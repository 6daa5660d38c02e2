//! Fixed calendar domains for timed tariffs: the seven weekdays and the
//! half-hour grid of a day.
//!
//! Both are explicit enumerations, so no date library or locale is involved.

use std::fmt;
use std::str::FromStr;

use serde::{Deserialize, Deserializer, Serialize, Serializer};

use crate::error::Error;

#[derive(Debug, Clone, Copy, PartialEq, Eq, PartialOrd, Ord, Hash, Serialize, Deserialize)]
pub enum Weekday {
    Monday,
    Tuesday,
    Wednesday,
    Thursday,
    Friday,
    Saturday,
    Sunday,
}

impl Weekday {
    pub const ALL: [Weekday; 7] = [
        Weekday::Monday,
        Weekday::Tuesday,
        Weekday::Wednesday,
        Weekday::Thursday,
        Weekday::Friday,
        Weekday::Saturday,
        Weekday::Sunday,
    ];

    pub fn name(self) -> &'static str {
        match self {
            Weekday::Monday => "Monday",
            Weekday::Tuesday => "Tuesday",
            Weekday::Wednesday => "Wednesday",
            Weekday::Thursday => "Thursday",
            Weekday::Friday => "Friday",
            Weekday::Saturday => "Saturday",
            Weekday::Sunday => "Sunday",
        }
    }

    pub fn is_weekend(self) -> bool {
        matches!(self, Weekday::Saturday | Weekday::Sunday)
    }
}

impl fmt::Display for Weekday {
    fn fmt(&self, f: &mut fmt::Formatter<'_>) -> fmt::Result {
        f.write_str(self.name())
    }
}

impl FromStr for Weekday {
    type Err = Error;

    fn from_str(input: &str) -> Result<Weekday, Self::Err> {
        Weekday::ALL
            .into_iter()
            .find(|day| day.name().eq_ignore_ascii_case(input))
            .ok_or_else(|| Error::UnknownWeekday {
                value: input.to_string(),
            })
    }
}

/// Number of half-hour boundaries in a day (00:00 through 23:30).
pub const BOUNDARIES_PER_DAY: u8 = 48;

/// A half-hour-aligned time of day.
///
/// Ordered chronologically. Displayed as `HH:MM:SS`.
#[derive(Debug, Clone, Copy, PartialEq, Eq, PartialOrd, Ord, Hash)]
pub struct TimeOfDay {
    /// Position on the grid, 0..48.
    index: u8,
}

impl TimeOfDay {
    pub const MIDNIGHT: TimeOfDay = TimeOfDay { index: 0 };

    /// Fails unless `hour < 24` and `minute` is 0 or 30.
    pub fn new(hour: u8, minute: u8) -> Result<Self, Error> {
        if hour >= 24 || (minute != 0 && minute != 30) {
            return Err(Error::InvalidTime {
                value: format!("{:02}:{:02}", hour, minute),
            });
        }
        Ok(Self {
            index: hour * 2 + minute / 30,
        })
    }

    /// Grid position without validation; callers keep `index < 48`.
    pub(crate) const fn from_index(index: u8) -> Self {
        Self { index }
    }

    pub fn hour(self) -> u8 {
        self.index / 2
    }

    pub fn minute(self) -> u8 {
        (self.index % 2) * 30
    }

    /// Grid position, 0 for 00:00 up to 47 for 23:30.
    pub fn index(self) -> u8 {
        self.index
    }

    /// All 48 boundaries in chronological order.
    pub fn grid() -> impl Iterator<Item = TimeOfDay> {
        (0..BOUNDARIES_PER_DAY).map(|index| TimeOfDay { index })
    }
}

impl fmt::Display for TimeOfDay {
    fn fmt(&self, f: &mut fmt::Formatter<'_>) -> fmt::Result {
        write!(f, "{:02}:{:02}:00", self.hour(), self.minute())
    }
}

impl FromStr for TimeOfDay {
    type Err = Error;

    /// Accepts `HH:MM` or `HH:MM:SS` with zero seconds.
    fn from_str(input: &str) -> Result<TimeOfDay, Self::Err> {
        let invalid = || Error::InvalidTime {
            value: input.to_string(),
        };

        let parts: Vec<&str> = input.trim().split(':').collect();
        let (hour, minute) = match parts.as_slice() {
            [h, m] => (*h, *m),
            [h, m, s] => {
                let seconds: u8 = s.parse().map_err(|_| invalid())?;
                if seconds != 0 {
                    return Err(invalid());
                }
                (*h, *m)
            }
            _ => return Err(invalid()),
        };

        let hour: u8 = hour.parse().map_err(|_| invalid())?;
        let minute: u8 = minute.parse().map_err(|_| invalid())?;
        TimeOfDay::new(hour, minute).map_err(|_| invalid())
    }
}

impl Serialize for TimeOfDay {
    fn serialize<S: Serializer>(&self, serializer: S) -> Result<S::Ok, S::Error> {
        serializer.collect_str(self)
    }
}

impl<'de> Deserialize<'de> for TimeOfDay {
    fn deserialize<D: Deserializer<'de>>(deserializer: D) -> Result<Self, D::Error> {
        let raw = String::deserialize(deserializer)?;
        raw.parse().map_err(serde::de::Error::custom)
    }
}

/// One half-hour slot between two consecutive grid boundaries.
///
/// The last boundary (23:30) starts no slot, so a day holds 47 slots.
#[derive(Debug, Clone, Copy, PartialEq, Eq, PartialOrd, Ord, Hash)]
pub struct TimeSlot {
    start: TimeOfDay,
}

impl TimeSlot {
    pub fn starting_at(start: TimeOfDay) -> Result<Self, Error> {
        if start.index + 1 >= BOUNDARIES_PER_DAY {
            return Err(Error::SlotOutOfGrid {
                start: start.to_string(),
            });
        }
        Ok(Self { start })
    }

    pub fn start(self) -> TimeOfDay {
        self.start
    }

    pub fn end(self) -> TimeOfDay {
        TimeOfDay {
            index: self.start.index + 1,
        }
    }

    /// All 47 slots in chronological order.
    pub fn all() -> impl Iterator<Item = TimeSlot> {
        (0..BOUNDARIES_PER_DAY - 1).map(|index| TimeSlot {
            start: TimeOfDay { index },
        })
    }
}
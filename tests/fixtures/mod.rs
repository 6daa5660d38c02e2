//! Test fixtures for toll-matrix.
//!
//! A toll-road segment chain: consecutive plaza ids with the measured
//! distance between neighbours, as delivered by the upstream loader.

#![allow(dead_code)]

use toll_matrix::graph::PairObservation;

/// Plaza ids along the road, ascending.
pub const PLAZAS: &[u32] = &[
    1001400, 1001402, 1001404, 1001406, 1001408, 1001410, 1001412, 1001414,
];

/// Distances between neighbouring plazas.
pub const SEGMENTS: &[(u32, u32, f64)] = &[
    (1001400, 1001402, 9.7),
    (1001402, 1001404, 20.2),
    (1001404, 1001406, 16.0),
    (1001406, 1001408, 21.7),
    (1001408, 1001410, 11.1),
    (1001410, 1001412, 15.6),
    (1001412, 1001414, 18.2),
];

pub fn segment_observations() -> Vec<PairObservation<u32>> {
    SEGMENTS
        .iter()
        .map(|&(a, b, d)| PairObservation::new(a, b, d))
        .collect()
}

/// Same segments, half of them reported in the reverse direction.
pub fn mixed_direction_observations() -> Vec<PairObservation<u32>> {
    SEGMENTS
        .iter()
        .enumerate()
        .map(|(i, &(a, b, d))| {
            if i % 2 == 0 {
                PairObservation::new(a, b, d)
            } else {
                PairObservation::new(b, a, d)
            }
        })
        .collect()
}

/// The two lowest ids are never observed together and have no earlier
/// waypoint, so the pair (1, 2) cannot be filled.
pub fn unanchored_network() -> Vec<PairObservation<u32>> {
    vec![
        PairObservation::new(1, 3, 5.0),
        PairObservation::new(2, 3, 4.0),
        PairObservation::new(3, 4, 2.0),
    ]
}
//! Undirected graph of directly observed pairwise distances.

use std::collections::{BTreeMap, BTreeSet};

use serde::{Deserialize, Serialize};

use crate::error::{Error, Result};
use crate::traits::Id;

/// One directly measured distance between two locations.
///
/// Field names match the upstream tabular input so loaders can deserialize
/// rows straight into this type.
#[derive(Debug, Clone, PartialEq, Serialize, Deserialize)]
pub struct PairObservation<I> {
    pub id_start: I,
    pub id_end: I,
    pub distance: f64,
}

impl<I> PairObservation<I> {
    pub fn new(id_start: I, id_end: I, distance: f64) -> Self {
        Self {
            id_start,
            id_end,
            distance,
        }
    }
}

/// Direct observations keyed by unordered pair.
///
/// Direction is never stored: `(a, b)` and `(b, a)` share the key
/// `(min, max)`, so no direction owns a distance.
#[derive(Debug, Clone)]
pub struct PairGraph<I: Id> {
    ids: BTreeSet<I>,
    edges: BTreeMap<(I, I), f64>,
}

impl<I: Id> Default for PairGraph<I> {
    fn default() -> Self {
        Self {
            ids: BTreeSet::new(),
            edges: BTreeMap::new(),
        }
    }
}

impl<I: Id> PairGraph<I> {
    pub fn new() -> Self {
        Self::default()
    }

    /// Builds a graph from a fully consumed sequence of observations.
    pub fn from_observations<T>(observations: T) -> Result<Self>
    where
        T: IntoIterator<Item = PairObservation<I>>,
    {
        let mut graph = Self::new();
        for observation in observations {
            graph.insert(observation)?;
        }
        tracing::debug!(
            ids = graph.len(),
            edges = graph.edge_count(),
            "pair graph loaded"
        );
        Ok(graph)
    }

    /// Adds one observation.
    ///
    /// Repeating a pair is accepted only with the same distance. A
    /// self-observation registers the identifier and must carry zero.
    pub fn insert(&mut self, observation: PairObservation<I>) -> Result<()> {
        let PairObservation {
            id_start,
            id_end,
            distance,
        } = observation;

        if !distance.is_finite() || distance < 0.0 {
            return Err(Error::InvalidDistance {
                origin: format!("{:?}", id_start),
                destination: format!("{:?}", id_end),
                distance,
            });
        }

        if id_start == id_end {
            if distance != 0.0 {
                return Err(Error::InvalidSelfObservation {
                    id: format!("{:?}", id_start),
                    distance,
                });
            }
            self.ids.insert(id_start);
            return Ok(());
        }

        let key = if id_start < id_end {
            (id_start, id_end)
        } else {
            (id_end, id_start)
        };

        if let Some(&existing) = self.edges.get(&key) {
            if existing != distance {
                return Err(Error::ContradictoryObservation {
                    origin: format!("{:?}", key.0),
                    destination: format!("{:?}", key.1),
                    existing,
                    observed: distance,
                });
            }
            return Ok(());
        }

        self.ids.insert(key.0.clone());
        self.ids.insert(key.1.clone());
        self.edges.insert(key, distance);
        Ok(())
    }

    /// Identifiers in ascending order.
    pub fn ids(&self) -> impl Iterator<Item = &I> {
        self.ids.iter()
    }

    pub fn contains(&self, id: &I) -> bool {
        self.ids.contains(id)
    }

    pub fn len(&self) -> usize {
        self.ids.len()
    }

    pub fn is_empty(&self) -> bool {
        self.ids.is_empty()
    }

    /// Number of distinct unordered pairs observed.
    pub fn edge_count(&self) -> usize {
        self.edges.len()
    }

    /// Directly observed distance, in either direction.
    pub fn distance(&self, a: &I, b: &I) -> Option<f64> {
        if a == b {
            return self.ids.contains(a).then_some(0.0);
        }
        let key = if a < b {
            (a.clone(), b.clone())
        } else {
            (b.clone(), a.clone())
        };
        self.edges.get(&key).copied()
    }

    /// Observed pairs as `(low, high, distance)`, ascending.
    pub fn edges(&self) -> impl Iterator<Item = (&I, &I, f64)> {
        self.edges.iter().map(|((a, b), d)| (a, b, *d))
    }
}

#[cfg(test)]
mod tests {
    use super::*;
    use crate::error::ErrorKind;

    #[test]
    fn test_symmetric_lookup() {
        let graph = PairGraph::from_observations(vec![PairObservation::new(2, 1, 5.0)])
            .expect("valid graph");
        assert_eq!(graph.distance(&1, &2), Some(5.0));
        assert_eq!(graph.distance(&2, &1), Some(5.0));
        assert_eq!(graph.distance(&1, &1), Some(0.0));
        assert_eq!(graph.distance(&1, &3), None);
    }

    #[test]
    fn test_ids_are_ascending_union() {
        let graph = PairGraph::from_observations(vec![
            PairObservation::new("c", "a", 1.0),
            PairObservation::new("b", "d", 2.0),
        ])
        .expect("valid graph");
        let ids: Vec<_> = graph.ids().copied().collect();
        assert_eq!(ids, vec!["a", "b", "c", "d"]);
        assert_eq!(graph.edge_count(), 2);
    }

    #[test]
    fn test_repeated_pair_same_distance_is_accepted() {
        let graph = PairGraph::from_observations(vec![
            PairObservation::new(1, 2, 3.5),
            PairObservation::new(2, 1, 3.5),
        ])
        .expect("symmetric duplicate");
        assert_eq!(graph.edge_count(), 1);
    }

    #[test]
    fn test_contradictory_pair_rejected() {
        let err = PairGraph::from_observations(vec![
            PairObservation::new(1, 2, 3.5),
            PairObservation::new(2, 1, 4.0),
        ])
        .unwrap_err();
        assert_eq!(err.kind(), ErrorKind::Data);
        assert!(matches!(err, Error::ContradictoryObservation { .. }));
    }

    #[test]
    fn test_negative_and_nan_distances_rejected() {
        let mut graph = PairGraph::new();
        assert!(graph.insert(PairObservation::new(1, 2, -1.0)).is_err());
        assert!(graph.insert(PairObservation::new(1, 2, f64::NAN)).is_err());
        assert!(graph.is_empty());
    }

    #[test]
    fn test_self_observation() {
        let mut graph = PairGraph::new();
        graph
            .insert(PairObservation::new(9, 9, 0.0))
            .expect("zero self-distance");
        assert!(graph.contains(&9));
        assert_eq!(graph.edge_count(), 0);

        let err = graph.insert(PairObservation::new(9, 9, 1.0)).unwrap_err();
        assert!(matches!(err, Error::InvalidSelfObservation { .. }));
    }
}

Exercise brief
The answer must consist of every line above that contains the word "insert".

Result of this exercise
            graph.insert(observation)?;
    pub fn insert(&mut self, observation: PairObservation<I>) -> Result<()> {
            self.ids.insert(id_start);
        self.ids.insert(key.0.clone());
        self.ids.insert(key.1.clone());
        self.edges.insert(key, distance);
        assert!(graph.insert(PairObservation::new(1, 2, -1.0)).is_err());
        assert!(graph.insert(PairObservation::new(1, 2, f64::NAN)).is_err());
            .insert(PairObservation::new(9, 9, 0.0))
        let err = graph.insert(PairObservation::new(9, 9, 1.0)).unwrap_err();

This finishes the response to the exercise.